Aeleus folgte ihm, während er seine Waffe beschwor. Er wiegte sie etwas in seiner mächtigen Hand, dann ging er zum Gittertor und schaute hinab. Der Platz war riesig, bot also genug Platz um auszuweichen. In der Mitte war der flüchtige Splicer, der dort zu warten schien. Doch da war auch noch eine andere Gestalt. Es war Malefiz und sie legte gerade das Objekt! Sie schien die beiden zu sehen, dann verschwand sie.

Aeleus stürmte wutentbrannt auf den Rand des riesigen Loches zu, dann sprang er ab. Seine Waffe hatte er hoch erhoben über seinem Haupt. Er landete dort wo bis eben gerade noch Malefiz gestanden hatte. Er drehte sich zu dem Splicer um, dann stutzte er.

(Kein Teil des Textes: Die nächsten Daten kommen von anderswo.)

use sqlx::PgPool;

use crate::models::Category;

pub struct CategoryRepository {
    pool: PgPool,
}

impl CategoryRepository {
    pub fn new(pool: PgPool) -> Self {
        Self { pool }
    }

    pub async fn list(&self) -> Result<Vec<Category>, sqlx::Error> {
        sqlx::query_as::<_, Category>("SELECT id, name FROM categories ORDER BY id")
            .fetch_all(&self.pool)
            .await
    }
}
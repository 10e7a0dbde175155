use error_types::{DatabaseError, ServiceError, ServiceResult};
use sqlx::PgPool;
use tracing::info;
use uuid::Uuid;

use crate::models::UserCard;
use crate::repository::SubscriptionRepository;

pub struct SubscriptionService {
    subscriptions: SubscriptionRepository,
}

impl SubscriptionService {
    pub fn new(pool: PgPool) -> Self {
        Self {
            subscriptions: SubscriptionRepository::new(pool),
        }
    }

    pub async fn subscribe(&self, subscriber_id: Uuid, followed_id: Uuid) -> ServiceResult<()> {
        if subscriber_id == followed_id {
            return Err(ServiceError::invalid_input("cannot subscribe to yourself"));
        }

        let inserted = self
            .subscriptions
            .insert(subscriber_id, followed_id)
            .await
            .map_err(|e| match DatabaseError::from(e) {
                err if err.is_foreign_key_violation() => ServiceError::not_found("user"),
                err => ServiceError::from(err),
            })?;

        if !inserted {
            return Err(ServiceError::conflict("already subscribed"));
        }

        info!(
            event = "subscribed",
            subscriber_id = %subscriber_id,
            followed_id = %followed_id
        );
        Ok(())
    }

    pub async fn unsubscribe(&self, subscriber_id: Uuid, followed_id: Uuid) -> ServiceResult<()> {
        if !self.subscriptions.delete(subscriber_id, followed_id).await? {
            return Err(ServiceError::not_found("subscription"));
        }

        info!(
            event = "unsubscribed",
            subscriber_id = %subscriber_id,
            followed_id = %followed_id
        );
        Ok(())
    }

    pub async fn is_subscribed(&self, subscriber_id: Uuid, followed_id: Uuid) -> ServiceResult<bool> {
        Ok(self.subscriptions.exists(subscriber_id, followed_id).await?)
    }

    pub async fn subscribers(
        &self,
        user_id: Uuid,
        limit: i64,
        offset: i64,
    ) -> ServiceResult<(Vec<UserCard>, i64)> {
        let users = self
            .subscriptions
            .list_subscribers(user_id, limit, offset)
            .await?;
        let total = self.subscriptions.count_subscribers(user_id).await?;
        Ok((users, total))
    }

    pub async fn subscriptions(
        &self,
        user_id: Uuid,
        limit: i64,
        offset: i64,
    ) -> ServiceResult<(Vec<UserCard>, i64)> {
        let users = self
            .subscriptions
            .list_subscriptions(user_id, limit, offset)
            .await?;
        let total = self.subscriptions.count_subscriptions(user_id).await?;
        Ok((users, total))
    }
}

#[cfg(test)]
mod tests {
    use super::*;

    fn service() -> SubscriptionService {
        let pool = PgPool::connect_lazy("postgres://unused@localhost/unused").unwrap();
        SubscriptionService::new(pool)
    }

    #[tokio::test]
    async fn test_self_subscription_is_rejected_before_touching_the_database() {
        let id = Uuid::new_v4();

        let err = service().subscribe(id, id).await.unwrap_err();

        assert!(matches!(err, ServiceError::InvalidInput { ref message } if message == "cannot subscribe to yourself"));
        assert_eq!(err.to_status().code(), tonic::Code::InvalidArgument);
    }
}
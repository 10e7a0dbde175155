/// gRPC AuthService implementation
///
/// Thin mapping between protobuf messages and [`AuthService`]; all branching
/// on error sentinels happens in the service layer.
use tonic::{Request, Response, Status};
use tracing::info;
use uuid::Uuid;

use crate::models::{Session, User};
use crate::services::AuthService;
use crate::validators::RegisterInput;

pub mod auth {
    tonic::include_proto!("eventhub.auth_service.v1");
}

use auth::auth_service_server::AuthService as AuthServiceRpc;
use auth::*;

pub struct AuthServiceImpl {
    service: AuthService,
}

impl AuthServiceImpl {
    pub fn new(service: AuthService) -> Self {
        Self { service }
    }
}

pub(crate) fn parse_uuid(value: &str, field: &'static str) -> Result<Uuid, Status> {
    Uuid::parse_str(value).map_err(|_| Status::invalid_argument(format!("invalid {}", field)))
}

fn to_auth_response(user: User, session: Session) -> AuthResponse {
    AuthResponse {
        user: Some(AuthUser {
            id: user.id.to_string(),
            username: user.username,
            email: user.email,
            avatar_url: user.avatar_url,
            created_at: user.created_at.timestamp(),
        }),
        session: Some(auth::Session {
            token: session.token,
            expires_at: session.expires_at.timestamp(),
            ttl_seconds: session.ttl_secs as i64,
        }),
    }
}

#[tonic::async_trait]
impl AuthServiceRpc for AuthServiceImpl {
    async fn register(
        &self,
        request: Request<RegisterRequest>,
    ) -> Result<Response<AuthResponse>, Status> {
        let req = request.into_inner();
        let input = RegisterInput::new(&req.username, &req.email, &req.password);
        let (user, session) = self.service.register(input).await?;
        Ok(Response::new(to_auth_response(user, session)))
    }

    async fn login(&self, request: Request<LoginRequest>) -> Result<Response<AuthResponse>, Status> {
        let req = request.into_inner();
        let (user, session) = self.service.login(&req.login, &req.password).await?;
        Ok(Response::new(to_auth_response(user, session)))
    }

    async fn logout(
        &self,
        request: Request<LogoutRequest>,
    ) -> Result<Response<LogoutResponse>, Status> {
        let req = request.into_inner();
        self.service.logout(&req.token).await?;
        Ok(Response::new(LogoutResponse {}))
    }

    async fn check_session(
        &self,
        request: Request<CheckSessionRequest>,
    ) -> Result<Response<CheckSessionResponse>, Status> {
        let req = request.into_inner();
        let info = self.service.check_session(&req.token).await?;
        Ok(Response::new(CheckSessionResponse {
            user_id: info.user_id.to_string(),
            expires_in: info.expires_in,
        }))
    }

    async fn change_password(
        &self,
        request: Request<ChangePasswordRequest>,
    ) -> Result<Response<ChangePasswordResponse>, Status> {
        let req = request.into_inner();
        let user_id = parse_uuid(&req.user_id, "user_id")?;
        let keep = Some(req.current_token.as_str()).filter(|t| !t.is_empty());

        let revoked = self
            .service
            .change_password(user_id, &req.old_password, &req.new_password, keep)
            .await?;

        info!(user_id = %user_id, revoked, "ChangePassword completed");
        Ok(Response::new(ChangePasswordResponse {
            revoked_sessions: revoked as i32,
        }))
    }
}
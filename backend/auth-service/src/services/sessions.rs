//! Redis-backed session store
//!
//! `eventhub:session:{token}` holds the user id and expires with the session.
//! `eventhub:user_sessions:{user_id}` is a set of that user's tokens so all of
//! them can be revoked at once; stale members are dropped lazily.
use chrono::{Duration, Utc};
use error_types::{ServiceError, ServiceResult};
use redis::aio::ConnectionManager;
use redis::AsyncCommands;
use redis_utils::keys::SessionKey;
use tracing::{debug, warn};
use uuid::Uuid;

use crate::models::{Session, SessionInfo};
use crate::security::{generate_session_token, token::is_well_formed};

const TOKEN_ALLOCATION_ATTEMPTS: usize = 3;

#[derive(Clone)]
pub struct SessionStore {
    redis: ConnectionManager,
    ttl_secs: u64,
}

fn redis_error(err: redis::RedisError) -> ServiceError {
    ServiceError::internal(anyhow::anyhow!("session store error: {}", err))
}

impl SessionStore {
    pub fn new(redis: ConnectionManager, ttl_secs: u64) -> Self {
        Self { redis, ttl_secs }
    }

    pub fn ttl_secs(&self) -> u64 {
        self.ttl_secs
    }

    /// Issue a new session for `user_id`
    pub async fn create(&self, user_id: Uuid) -> ServiceResult<Session> {
        let mut conn = self.redis.clone();

        for _ in 0..TOKEN_ALLOCATION_ATTEMPTS {
            let token = generate_session_token();
            let key = SessionKey::token(&token);

            // NX: never overwrite a live session
            let stored: Option<String> = redis::cmd("SET")
                .arg(&key)
                .arg(user_id.to_string())
                .arg("EX")
                .arg(self.ttl_secs)
                .arg("NX")
                .query_async(&mut conn)
                .await
                .map_err(redis_error)?;

            if stored.is_none() {
                warn!("Session token collision, regenerating");
                continue;
            }

            let index = SessionKey::user_index(user_id);
            redis::pipe()
                .atomic()
                .sadd(&index, &token)
                .ignore()
                .expire(&index, self.ttl_secs as i64)
                .ignore()
                .query_async::<_, ()>(&mut conn)
                .await
                .map_err(redis_error)?;

            debug!(user_id = %user_id, "Session created");
            return Ok(Session {
                token,
                user_id,
                expires_at: Utc::now() + Duration::seconds(self.ttl_secs as i64),
                ttl_secs: self.ttl_secs,
            });
        }

        Err(ServiceError::internal(anyhow::anyhow!(
            "could not allocate a unique session token"
        )))
    }

    /// Look up a live session. Absent, expired and malformed tokens all yield `None`.
    pub async fn get(&self, token: &str) -> ServiceResult<Option<SessionInfo>> {
        if !is_well_formed(token) {
            return Ok(None);
        }

        let key = SessionKey::token(token);
        let mut conn = self.redis.clone();
        let (value, ttl): (Option<String>, i64) = redis::pipe()
            .get(&key)
            .cmd("TTL")
            .arg(&key)
            .query_async(&mut conn)
            .await
            .map_err(redis_error)?;

        // TTL is -2 when the key vanished between the two commands
        let Some(raw) = value.filter(|_| ttl > 0) else {
            return Ok(None);
        };

        match Uuid::parse_str(&raw) {
            Ok(user_id) => Ok(Some(SessionInfo {
                user_id,
                expires_in: ttl,
            })),
            Err(_) => {
                warn!("Corrupt session value, discarding");
                let _: () = conn.del(&key).await.map_err(redis_error)?;
                Ok(None)
            }
        }
    }

    /// Remove a session. Returns false when it did not exist.
    pub async fn delete(&self, token: &str) -> ServiceResult<bool> {
        if !is_well_formed(token) {
            return Ok(false);
        }

        let key = SessionKey::token(token);
        let mut conn = self.redis.clone();
        let owner: Option<String> = conn.get(&key).await.map_err(redis_error)?;
        let removed: u32 = conn.del(&key).await.map_err(redis_error)?;

        if let Some(user_id) = owner.and_then(|raw| Uuid::parse_str(&raw).ok()) {
            let _: () = conn
                .srem(SessionKey::user_index(user_id), token)
                .await
                .map_err(redis_error)?;
        }

        Ok(removed > 0)
    }

    /// Revoke every session of `user_id` except `keep`. Returns how many were live.
    pub async fn revoke_all_except(&self, user_id: Uuid, keep: Option<&str>) -> ServiceResult<u32> {
        let index = SessionKey::user_index(user_id);
        let mut conn = self.redis.clone();
        let tokens: Vec<String> = conn.smembers(&index).await.map_err(redis_error)?;

        let mut revoked = 0u32;
        for token in tokens.iter().filter(|t| Some(t.as_str()) != keep) {
            let removed: u32 = conn
                .del(SessionKey::token(token))
                .await
                .map_err(redis_error)?;
            let _: () = conn.srem(&index, token).await.map_err(redis_error)?;
            revoked += removed;
        }

        debug!(user_id = %user_id, revoked, "Sessions revoked");
        Ok(revoked)
    }
}
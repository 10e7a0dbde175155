/// User database operations
use crate::models::User;
use sqlx::PgPool;
use uuid::Uuid;

const USER_COLUMNS: &str =
    "id, username, email, password_hash, avatar_url, created_at, updated_at";

/// Find user by username or email, whichever `login` matches
pub async fn find_by_login(pool: &PgPool, login: &str) -> Result<Option<User>, sqlx::Error> {
    sqlx::query_as::<_, User>(&format!(
        "SELECT {} FROM users WHERE username = $1 OR email = LOWER($1) LIMIT 1",
        USER_COLUMNS
    ))
    .bind(login)
    .fetch_optional(pool)
    .await
}

/// Find user by ID
pub async fn find_by_id(pool: &PgPool, user_id: Uuid) -> Result<Option<User>, sqlx::Error> {
    sqlx::query_as::<_, User>(&format!("SELECT {} FROM users WHERE id = $1", USER_COLUMNS))
        .bind(user_id)
        .fetch_optional(pool)
        .await
}

/// Create a new user. Uniqueness of username/email is enforced by the schema.
pub async fn create_user(
    pool: &PgPool,
    username: &str,
    email: &str,
    password_hash: &str,
) -> Result<User, sqlx::Error> {
    sqlx::query_as::<_, User>(&format!(
        r#"
        INSERT INTO users (id, username, email, password_hash, created_at, updated_at)
        VALUES ($1, $2, $3, $4, NOW(), NOW())
        RETURNING {}
        "#,
        USER_COLUMNS
    ))
    .bind(Uuid::new_v4())
    .bind(username)
    .bind(email)
    .bind(password_hash)
    .fetch_one(pool)
    .await
}

/// Replace the password hash. Returns false if the user does not exist.
pub async fn update_password(
    pool: &PgPool,
    user_id: Uuid,
    password_hash: &str,
) -> Result<bool, sqlx::Error> {
    let result = sqlx::query(
        "UPDATE users SET password_hash = $2, updated_at = NOW() WHERE id = $1",
    )
    .bind(user_id)
    .bind(password_hash)
    .execute(pool)
    .await?;

    Ok(result.rows_affected() > 0)
}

Dieser Splicer war anders als die anderen. Er war vollkommen in schwarz und Grau-Tönen gehalten. Er hatte eine Art Umhang, der sein Gesicht verbarg. Er war größer als die Assassinen-Splicer, kleiner als die Berserker, aber mindestens genauso breit und kräftig.

Aeleus wich ein paar Schritte zurück.

"Der hier ist anders...", sagte er laut, damit Lauriam es hörte.